[WORKING DATA Boundary: Start]

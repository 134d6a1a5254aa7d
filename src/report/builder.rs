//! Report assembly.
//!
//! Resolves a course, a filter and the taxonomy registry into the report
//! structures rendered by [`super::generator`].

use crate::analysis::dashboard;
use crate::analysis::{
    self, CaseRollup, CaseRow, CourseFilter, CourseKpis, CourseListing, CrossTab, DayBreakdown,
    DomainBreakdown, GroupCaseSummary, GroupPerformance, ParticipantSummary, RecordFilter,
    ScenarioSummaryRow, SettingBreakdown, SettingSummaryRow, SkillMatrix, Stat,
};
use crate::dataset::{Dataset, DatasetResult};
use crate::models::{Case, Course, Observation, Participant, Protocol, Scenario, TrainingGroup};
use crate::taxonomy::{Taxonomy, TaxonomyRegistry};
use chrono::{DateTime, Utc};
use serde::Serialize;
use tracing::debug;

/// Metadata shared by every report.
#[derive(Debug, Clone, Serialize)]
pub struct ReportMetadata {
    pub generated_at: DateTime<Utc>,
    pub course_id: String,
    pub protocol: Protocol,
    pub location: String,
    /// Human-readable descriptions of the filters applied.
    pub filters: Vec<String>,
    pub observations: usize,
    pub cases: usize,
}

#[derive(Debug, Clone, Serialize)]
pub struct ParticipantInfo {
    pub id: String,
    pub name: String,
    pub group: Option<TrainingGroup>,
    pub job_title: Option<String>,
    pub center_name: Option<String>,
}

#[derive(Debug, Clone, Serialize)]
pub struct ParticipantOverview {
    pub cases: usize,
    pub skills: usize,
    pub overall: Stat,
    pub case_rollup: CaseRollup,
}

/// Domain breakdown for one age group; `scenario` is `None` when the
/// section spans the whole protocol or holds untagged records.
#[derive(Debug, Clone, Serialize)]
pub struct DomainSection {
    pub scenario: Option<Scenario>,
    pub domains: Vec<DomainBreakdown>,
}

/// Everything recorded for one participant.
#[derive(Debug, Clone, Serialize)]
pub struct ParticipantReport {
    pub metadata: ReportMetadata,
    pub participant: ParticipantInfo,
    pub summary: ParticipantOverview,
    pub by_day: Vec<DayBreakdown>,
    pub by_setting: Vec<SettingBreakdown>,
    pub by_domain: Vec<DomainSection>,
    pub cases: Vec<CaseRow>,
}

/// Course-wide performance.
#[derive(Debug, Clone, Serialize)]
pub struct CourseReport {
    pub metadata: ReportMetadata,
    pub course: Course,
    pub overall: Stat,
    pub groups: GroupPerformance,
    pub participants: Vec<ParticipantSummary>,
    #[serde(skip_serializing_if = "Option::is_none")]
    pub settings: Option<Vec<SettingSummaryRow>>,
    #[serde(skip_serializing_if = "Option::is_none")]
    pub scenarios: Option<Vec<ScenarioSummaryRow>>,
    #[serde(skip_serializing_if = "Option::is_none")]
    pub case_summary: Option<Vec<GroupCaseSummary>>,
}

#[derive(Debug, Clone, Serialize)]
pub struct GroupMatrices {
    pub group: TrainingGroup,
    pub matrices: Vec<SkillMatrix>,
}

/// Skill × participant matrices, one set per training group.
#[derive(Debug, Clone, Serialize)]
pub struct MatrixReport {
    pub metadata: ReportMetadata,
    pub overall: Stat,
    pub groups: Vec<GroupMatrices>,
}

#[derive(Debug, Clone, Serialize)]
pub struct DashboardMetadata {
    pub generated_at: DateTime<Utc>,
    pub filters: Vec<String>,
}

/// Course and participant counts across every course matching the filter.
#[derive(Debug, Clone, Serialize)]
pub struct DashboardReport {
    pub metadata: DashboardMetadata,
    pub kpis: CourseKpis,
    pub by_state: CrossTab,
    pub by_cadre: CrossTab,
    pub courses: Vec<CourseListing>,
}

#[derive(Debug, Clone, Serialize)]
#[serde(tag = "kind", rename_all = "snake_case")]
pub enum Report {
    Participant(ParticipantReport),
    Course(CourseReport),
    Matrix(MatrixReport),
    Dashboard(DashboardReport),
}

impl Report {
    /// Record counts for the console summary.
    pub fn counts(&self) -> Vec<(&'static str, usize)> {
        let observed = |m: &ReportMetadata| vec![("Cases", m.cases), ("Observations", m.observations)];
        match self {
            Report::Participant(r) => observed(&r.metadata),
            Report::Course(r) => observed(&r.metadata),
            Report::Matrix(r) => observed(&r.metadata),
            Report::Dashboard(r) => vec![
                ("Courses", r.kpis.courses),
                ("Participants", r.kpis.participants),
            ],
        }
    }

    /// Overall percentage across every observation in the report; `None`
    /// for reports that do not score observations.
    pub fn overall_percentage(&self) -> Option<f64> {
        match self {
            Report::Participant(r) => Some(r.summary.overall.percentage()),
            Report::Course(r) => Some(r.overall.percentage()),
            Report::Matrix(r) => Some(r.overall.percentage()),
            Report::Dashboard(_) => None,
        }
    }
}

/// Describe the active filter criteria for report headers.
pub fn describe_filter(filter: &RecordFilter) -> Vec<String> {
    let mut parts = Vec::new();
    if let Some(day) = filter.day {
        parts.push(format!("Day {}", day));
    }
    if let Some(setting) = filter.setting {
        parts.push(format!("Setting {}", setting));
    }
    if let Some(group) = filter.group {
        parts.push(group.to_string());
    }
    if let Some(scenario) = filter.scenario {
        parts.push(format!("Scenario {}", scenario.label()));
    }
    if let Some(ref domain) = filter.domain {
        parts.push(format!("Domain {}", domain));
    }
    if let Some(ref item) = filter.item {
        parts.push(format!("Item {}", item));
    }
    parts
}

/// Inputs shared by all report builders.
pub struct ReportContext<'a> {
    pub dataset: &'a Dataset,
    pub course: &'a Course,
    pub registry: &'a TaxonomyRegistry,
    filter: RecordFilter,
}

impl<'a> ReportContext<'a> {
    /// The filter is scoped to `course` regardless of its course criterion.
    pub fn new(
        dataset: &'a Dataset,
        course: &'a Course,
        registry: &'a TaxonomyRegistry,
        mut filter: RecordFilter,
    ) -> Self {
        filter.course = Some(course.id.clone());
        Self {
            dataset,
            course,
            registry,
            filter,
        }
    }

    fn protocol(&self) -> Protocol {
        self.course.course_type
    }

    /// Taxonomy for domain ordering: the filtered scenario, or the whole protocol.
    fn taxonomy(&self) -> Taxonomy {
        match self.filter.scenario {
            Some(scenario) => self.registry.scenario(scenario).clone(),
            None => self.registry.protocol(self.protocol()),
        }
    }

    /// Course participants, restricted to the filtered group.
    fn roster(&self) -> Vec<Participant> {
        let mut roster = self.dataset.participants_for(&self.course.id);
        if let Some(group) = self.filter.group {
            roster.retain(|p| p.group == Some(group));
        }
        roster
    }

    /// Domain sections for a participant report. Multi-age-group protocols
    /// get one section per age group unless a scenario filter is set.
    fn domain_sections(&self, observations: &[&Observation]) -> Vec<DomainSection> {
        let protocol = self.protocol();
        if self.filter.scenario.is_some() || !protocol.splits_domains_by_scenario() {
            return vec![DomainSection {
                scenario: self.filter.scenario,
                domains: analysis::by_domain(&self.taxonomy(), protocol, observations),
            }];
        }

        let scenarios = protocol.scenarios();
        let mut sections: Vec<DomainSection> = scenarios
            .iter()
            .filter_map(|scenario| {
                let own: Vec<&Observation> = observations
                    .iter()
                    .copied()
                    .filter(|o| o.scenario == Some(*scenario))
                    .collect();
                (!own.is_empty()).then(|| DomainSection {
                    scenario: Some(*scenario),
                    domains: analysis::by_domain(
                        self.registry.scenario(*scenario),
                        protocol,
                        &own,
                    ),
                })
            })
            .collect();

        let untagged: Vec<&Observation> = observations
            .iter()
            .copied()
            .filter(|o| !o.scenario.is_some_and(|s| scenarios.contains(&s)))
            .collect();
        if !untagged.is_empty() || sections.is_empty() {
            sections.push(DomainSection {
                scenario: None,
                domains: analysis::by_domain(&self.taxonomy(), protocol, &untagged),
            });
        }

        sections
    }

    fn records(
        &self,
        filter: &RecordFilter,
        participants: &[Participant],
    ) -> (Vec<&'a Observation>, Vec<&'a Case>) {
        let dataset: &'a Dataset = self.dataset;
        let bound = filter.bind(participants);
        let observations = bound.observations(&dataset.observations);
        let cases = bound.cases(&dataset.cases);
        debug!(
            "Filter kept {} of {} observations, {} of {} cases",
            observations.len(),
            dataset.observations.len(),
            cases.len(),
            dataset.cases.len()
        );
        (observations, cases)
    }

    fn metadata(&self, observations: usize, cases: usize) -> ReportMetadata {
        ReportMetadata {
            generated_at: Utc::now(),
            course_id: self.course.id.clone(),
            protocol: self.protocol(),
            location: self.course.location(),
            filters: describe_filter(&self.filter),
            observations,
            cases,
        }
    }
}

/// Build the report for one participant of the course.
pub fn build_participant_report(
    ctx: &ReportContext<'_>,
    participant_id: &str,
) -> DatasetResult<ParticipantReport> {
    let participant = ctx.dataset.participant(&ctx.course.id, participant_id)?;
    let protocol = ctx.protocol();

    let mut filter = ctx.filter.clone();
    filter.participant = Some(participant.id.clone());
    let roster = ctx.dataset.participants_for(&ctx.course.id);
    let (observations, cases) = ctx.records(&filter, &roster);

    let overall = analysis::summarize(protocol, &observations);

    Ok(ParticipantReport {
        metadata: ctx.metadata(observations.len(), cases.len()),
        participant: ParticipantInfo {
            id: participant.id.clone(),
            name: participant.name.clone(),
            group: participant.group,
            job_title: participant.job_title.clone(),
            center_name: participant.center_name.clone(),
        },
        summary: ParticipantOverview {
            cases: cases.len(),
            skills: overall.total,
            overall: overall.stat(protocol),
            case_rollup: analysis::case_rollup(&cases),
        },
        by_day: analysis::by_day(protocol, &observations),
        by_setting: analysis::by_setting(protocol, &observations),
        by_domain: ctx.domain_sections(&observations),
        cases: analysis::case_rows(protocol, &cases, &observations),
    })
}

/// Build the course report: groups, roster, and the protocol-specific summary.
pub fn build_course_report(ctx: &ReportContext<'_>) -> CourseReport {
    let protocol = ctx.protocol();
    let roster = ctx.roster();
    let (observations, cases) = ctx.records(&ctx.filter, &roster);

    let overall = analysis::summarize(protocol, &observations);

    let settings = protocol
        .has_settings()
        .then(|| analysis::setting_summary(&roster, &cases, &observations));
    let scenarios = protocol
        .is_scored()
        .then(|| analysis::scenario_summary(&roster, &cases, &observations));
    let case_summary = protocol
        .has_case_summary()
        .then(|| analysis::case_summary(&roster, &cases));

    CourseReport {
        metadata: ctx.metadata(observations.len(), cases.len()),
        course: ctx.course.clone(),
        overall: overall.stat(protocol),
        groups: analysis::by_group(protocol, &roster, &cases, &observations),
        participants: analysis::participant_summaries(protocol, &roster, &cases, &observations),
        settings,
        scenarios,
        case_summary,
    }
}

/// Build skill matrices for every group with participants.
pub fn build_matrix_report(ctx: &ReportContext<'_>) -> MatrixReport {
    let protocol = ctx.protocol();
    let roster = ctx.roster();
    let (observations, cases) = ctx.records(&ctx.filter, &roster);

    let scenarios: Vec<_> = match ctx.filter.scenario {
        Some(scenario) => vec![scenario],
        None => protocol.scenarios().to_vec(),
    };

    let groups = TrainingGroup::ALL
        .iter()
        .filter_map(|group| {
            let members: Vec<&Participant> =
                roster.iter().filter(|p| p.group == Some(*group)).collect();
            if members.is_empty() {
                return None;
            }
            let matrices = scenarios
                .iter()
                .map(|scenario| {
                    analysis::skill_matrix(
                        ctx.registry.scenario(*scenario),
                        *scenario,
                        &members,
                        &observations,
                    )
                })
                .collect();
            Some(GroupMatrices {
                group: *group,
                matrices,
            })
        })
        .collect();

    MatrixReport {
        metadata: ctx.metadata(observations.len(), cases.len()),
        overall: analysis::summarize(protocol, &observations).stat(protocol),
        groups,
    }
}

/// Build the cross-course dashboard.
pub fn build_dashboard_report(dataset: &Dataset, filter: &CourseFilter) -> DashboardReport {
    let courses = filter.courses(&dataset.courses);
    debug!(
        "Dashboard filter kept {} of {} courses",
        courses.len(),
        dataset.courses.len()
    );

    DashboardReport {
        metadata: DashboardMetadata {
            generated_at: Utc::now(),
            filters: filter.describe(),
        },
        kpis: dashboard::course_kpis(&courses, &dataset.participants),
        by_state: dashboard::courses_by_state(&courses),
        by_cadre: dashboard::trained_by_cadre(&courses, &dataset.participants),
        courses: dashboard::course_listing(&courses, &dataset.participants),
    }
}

[WORKING DATA Boundary: End]

- WORK REQUEST
From the listing above, pick out each line where the word "ParticipantReport" appears.

- EXPECTED ANSWER
pub struct ParticipantReport {
    Participant(ParticipantReport),
) -> DatasetResult<ParticipantReport> {
    Ok(ParticipantReport {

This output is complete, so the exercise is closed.